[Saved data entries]

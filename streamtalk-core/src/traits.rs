// ABOUTME: Collaborator traits the reply loop drives: speech, avatar, and chat sources
// ABOUTME: Concrete network and device implementations live in the binary crate

use crate::bus::IntakeSender;
use crate::message::Emotion;
use anyhow::Result;
use async_trait::async_trait;
use std::path::PathBuf;
use std::sync::Arc;
use tokio_util::sync::CancellationToken;

// =============================================================================
// Speech
// =============================================================================

/// Synthesized audio ready for playback
#[derive(Debug, Clone, PartialEq, Eq)]
pub enum AudioHandle {
    /// Audio written to disk
    File(PathBuf),
    /// Nothing to play; the reply is shown without audio
    Silent,
}

#[async_trait]
pub trait SpeechSynthesizer: Send + Sync {
    async fn synthesize(&self, text: &str, emotion: Emotion, language: &str) -> Result<AudioHandle>;

    /// Resolves when playback has finished
    async fn play(&self, handle: &AudioHandle) -> Result<()>;
}

pub type SharedSpeech = Arc<dyn SpeechSynthesizer>;

/// Shows replies without audio
#[derive(Debug, Default, Clone, Copy)]
pub struct SilentSpeech;

#[async_trait]
impl SpeechSynthesizer for SilentSpeech {
    async fn synthesize(&self, _text: &str, _emotion: Emotion, _language: &str) -> Result<AudioHandle> {
        Ok(AudioHandle::Silent)
    }

    async fn play(&self, _handle: &AudioHandle) -> Result<()> {
        Ok(())
    }
}

// =============================================================================
// Avatar
// =============================================================================

#[async_trait]
pub trait AvatarController: Send + Sync {
    async fn set_emotion(&self, emotion: Emotion) -> Result<()>;

    /// Gaze or head position, each axis in [-1, 1]
    async fn set_gaze(&self, x: f32, y: f32) -> Result<()>;
}

pub type SharedAvatar = Arc<dyn AvatarController>;

/// Used when no avatar software is attached
#[derive(Debug, Default, Clone, Copy)]
pub struct NullAvatar;

#[async_trait]
impl AvatarController for NullAvatar {
    async fn set_emotion(&self, emotion: Emotion) -> Result<()> {
        tracing::trace!(%emotion, "Avatar emotion (no avatar attached)");
        Ok(())
    }

    async fn set_gaze(&self, _x: f32, _y: f32) -> Result<()> {
        Ok(())
    }
}

// =============================================================================
// Chat sources
// =============================================================================

/// A connection to a chat service that feeds the intake queue.
///
/// `run` returns Ok when the source ended cleanly (EOF, cancellation) and
/// Err when the connection dropped and should be retried.
#[async_trait]
pub trait ChatSource: Send + Sync {
    fn name(&self) -> &str;

    async fn run(&self, intake: IntakeSender, cancel: CancellationToken) -> Result<()>;
}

→ **ABOUT THIS EXERCISE**: Count of lines that include "SpeechSynthesizer" in the records above: write that value only.

→ **RESULT OF THE EXERCISE**: 3